I sat there in my chair, shaking my leg with my laptop opened to ‘Mindpeers’, a newly discovered website that functions as your therapy assistant. Therapy has always been an intriguing concept to me, something that I wanted to experience even if I didn’t feel an exact need for it. However, in due time, I ended up feeling the need for it due to grappling issues with anxiety, time management, and overwhelmingness. I wanted to figure out what I was feeling, the reason for it, and how to navigate through it. Thus, I ended up signing for it. After having attended six sessions, I finally decided to share my experience of the same. By sharing my thoughts through this piece, I hope this helps someone in their journey.
I found my therapist through the therapist matching feature on Mindpeers. This was after answering a few basic questions about what I was going through. It wasn’t a quick journey. From the desire to sign up for therapy to booking an actual session- including factors like having a conversation with your parents, paying for the sessions which are typically expensive, and the grind to seek help- it all took great time and effort. But as I took a step towards my first session, I could feel a weight lifting off of my chest. I finally felt I was doing something for myself. I felt I putting an effort into finding the answers to the questions that I had buried within me for a long time.
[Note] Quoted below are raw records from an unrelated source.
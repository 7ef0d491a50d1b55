use crate::error::AppError;
use config::{Config as Cfg, File};
use serde::Deserialize;

#[derive(Debug, Deserialize, Clone)]
pub struct Config {
    #[serde(default = "default_port")]
    pub port: u16,
}

fn default_port() -> u16 {
    5500
}

impl Config {
    pub fn load() -> Result<Self, AppError> {
        dotenvy::dotenv().ok();

        let config = Cfg::builder()
            .add_source(File::with_name("configuration").required(false))
            .add_source(config::Environment::with_prefix("APP").separator("__"))
            .build()?;

        Ok(config.try_deserialize()?)
    }
}
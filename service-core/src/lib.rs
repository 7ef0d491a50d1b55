//! service-core: Shared infrastructure for the shape relay services.
pub mod config;
pub mod error;
pub mod observability;

pub use axum;
pub use serde;
pub use serde_json;
pub use tracing;
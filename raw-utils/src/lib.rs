//! Conversion between headerless grayscale pixel buffers and PNG/JPEG
//! images.
//!
//! A raw buffer carries no dimensions, so every operation reading one takes
//! them explicitly as [`Dimensions`]. The [`RawLayout::Pgm`] layout prefixes
//! the same bytes with a binary PGM header for self-describing files.
mod error;
mod frame;
mod pgm;
pub mod conversions;
pub mod convert;
pub mod format;
pub mod load_frames;
pub mod save_frames;

pub use self::convert::{image_to_raw, raw_to_image};
pub use self::error::{Error, Result};
pub use self::format::{ImageFormat, RawLayout};
pub use self::frame::{Dimensions, GrayImage};
pub use self::pgm::{parse_pgm, pgm_header, write_pgm};

/// Quality used for every JPEG written by this crate.
pub const JPEG_QUALITY: u8 = 75;

pub const PBAR_TEMPLATE: &str = "\
    {wide_bar} {percent:>3}% {pos:>7}/{len} \
    Elapsed: {elapsed_precise} ETA: {eta_precise}\
";
use std::fs::File;
use std::io::{self, BufReader, Read};
use std::path::Path;

use tracing::debug;

use crate::conversions::{to_grayscale, PixelLayout};
use crate::pgm::parse_header;
use crate::{Dimensions, Error, GrayImage, ImageFormat, RawLayout, Result};

fn open(path: &Path) -> Result<File> {
    File::open(path).map_err(|err| Error::io(path, err))
}

/// Maps the whole file, or returns `None` for an empty one (which can't be
/// mapped).
fn map_file(file: &File) -> io::Result<Option<memmap::Mmap>> {
    if file.metadata()?.len() == 0 {
        return Ok(None);
    }
    unsafe { memmap::Mmap::map(file) }.map(Some)
}

/// Reads a headerless buffer of `dims` pixels. The file length is checked
/// before any pixel data is read.
pub fn load_raw(path: &Path, dims: Dimensions) -> Result<GrayImage> {
    let file = open(path)?;
    let len = file.metadata()?.len();
    let expected = dims.pixel_count();
    if len != expected as u64 {
        return Err(Error::SizeMismatch {
            expected,
            actual: len as usize,
        });
    }
    let data = match map_file(&file)? {
        Some(mmap) => mmap.to_vec(),
        None => Vec::new(),
    };
    debug!(path = %path.display(), %dims, "loaded raw buffer");
    GrayImage::from_raw(dims, data)
}

/// Reads a binary PGM file.
pub fn load_pgm(path: &Path) -> Result<GrayImage> {
    let file = open(path)?;
    let mmap = map_file(&file)?
        .ok_or(Error::InvalidHeader("missing P5 magic"))?;
    let (dims, offset) = parse_header(&mmap)?;
    let img = GrayImage::from_raw(dims, &mmap[offset..])?;
    debug!(path = %path.display(), %dims, "loaded PGM");
    Ok(img)
}

/// Reads a raw grayscale file in the given layout.
///
/// Headerless files need `dims`. For PGM files `dims` is optional and, when
/// given, must agree with the header.
pub fn load_raw_frame(
    path: &Path, layout: RawLayout, dims: Option<Dimensions>,
) -> Result<GrayImage> {
    match layout {
        RawLayout::Headerless => {
            load_raw(path, dims.ok_or(Error::MissingDimensions)?)
        }
        RawLayout::Pgm => {
            let img = load_pgm(path)?;
            match dims {
                Some(expected) if expected != img.dimensions() => {
                    Err(Error::DimensionMismatch {
                        expected,
                        actual: img.dimensions(),
                    })
                }
                _ => Ok(img),
            }
        }
    }
}

fn dims_of(width: u32, height: u32) -> Result<Dimensions> {
    Dimensions::new(width, height)
}

/// Decodes a PNG stream to grayscale. Palettes and sub-byte depths are
/// expanded first.
///
/// 16-bit samples keep their high byte, so `0x1234` becomes `0x12` and the
/// full 16-bit range maps onto 0..=255. Converters that clamp 16-bit values
/// to 255 instead (as PIL's `I;16` to `L` does) give different results for
/// such files.
pub fn decode_png<R: Read>(r: R) -> Result<GrayImage> {
    let mut decoder = png::Decoder::new(r);
    decoder.set_transformations(
        png::Transformations::EXPAND | png::Transformations::STRIP_16,
    );
    let mut reader = decoder.read_info()?;
    let mut buf = vec![0; reader.output_buffer_size()];
    let info = reader.next_frame(&mut buf)?;
    buf.truncate(info.buffer_size());

    let layout = match info.color_type {
        png::ColorType::Grayscale => PixelLayout::Gray,
        png::ColorType::GrayscaleAlpha => PixelLayout::GrayAlpha,
        png::ColorType::Rgb => PixelLayout::Rgb,
        png::ColorType::Rgba => PixelLayout::Rgba,
        png::ColorType::Indexed => {
            return Err(Error::UnsupportedPixels("unexpanded PNG palette".into()))
        }
    };
    if info.bit_depth != png::BitDepth::Eight {
        return Err(Error::UnsupportedPixels(
            format!("PNG bit depth {:?}", info.bit_depth),
        ));
    }
    debug!(
        width = info.width, height = info.height, color = ?info.color_type,
        "decoded PNG"
    );
    GrayImage::from_raw(
        dims_of(info.width, info.height)?,
        gray_rows(&buf, info.line_size, info.width as usize, layout),
    )
}

/// Strips any per-row padding before converting to grayscale.
fn gray_rows(buf: &[u8], line_size: usize, width: usize, layout: PixelLayout) -> Vec<u8> {
    let row_bytes = width * layout.channels();
    if line_size == row_bytes {
        return to_grayscale(buf, layout);
    }
    buf.chunks(line_size)
        .flat_map(|row| to_grayscale(&row[..row_bytes.min(row.len())], layout))
        .collect()
}

/// Decodes a baseline or progressive JPEG stream to grayscale.
pub fn decode_jpeg<R: Read>(r: R) -> Result<GrayImage> {
    let mut decoder = jpeg_decoder::Decoder::new(r);
    let pixels = decoder.decode()?;
    let info = decoder
        .info()
        .ok_or_else(|| Error::UnsupportedPixels("missing JPEG frame info".into()))?;

    let gray = match info.pixel_format {
        jpeg_decoder::PixelFormat::L8 => pixels,
        // big-endian samples, keep the high byte
        jpeg_decoder::PixelFormat::L16 => pixels
            .chunks_exact(2)
            .map(|p| p[0])
            .collect(),
        jpeg_decoder::PixelFormat::RGB24 => to_grayscale(&pixels, PixelLayout::Rgb),
        jpeg_decoder::PixelFormat::CMYK32 => to_grayscale(&pixels, PixelLayout::Cmyk),
        #[allow(unreachable_patterns)]
        other => {
            return Err(Error::UnsupportedPixels(format!("JPEG {:?}", other)))
        }
    };
    debug!(
        width = info.width, height = info.height, format = ?info.pixel_format,
        "decoded JPEG"
    );
    GrayImage::from_raw(dims_of(info.width.into(), info.height.into())?, gray)
}

pub fn decode_image<R: Read>(r: R, format: ImageFormat) -> Result<GrayImage> {
    match format {
        ImageFormat::Png => decode_png(r),
        ImageFormat::Jpeg => decode_jpeg(r),
    }
}

/// Opens an image file, picking the decoder from its extension, and reduces
/// it to grayscale.
pub fn load_image(path: &Path) -> Result<GrayImage> {
    let format = ImageFormat::from_path(path)?;
    let file = open(path)?;
    decode_image(BufReader::new(file), format)
}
The point at which you FIRST think, ‘I wonder if I should get some help’ is the best time to reach out.Dr. Lisa Merlo, licensed psychologist and Director of Wellness Programs at UF College of Medicine
As I sat down for my first session, I was looking forward to it so much that there was an air of excitement around me. This was quite an unexpected feeling. However, when I joined the meeting, I saw how it transcended into a contrasting tangent. As the session began, we started with questions about me, the life I lead, my family and friends, and why I decided to start therapy. Although these are some pretty simple questions, I found myself tearing up with a lump in my throat as everything that I never spoke about was put into words. Questions that no one had ever asked me were put in front of me, that too in the least overwhelming way possible. Even though there was a swamping feeling that was trying to take over, I had it in my mind that I wanted to talk more and speak as much as I could. This was especially important as I am someone who eloquently expresses with spoken words. Post the session, I felt good. It felt like a long journey had begun, but at least it had begun.
I have spoken to a lot of people about their therapy experience and many of them don’t seem to have good first sessions. From not being able to talk as they break down into tears to simply not feeling comfortable in the space, every person’s experience with therapy is distinctive. This is based on expectations, emotions, feelings, perspectives, etc. The progressive side of society has made us believe that therapy might be a cure-all. That just starting the process might fix everything. But I believe that this is a false expectation. Sometime in the future, I too feel that therapy will give me the answers I am looking for. But at the same time, I want to go in with the motive to heal myself and not ‘fix’ myself. I want to understand the process.
One essential question my therapist asked me was whether I found it to be a place I wanted to invest my time, money, and energy into and that if I found myself wanting to do so, then I must give it a shot. They also told me that sometimes it’s not about the concept or act of therapy, the client and therapist might just not align or have an appropriate dynamic for growth. And that’s completely okay. To quote them, “There is no bad therapist and no bad client, it’s simply a difference.”
Dr. Carol Bernstein, Professor and Vice Chair for Faculty Development and Wellbeing at Montefiore Medical Center/Albert Einstein College of Medicine, emphasized that it is important to not treat mental health like the “neglected stepchild of healthcare” and instead to always “make sure to take care of your emotional needs as well as your physical needs.”
For anyone out there who’s wondering and questioning if they want to try therapy out, I would say go for it. Make sure to take your time, prepare yourself, and make that decision with due diligence. Whatever helps you to be more at peace, happy, and a create better you should be prioritized.
This personal experience came from a place of raw feelings, emotions, confusion, and curiosity. I have tried to put into words the beginning of my journey toward self-exploration and self-understanding in hopes that it might serve as a sign for someone who might need to do something for themself but is unable to take the initial step. I hope it doesn’t take as long for someone as it did for me to break taboos while prioritizing themselves on their journey of exploring and caring for themselves! I hope that my journey helps someone take that first step.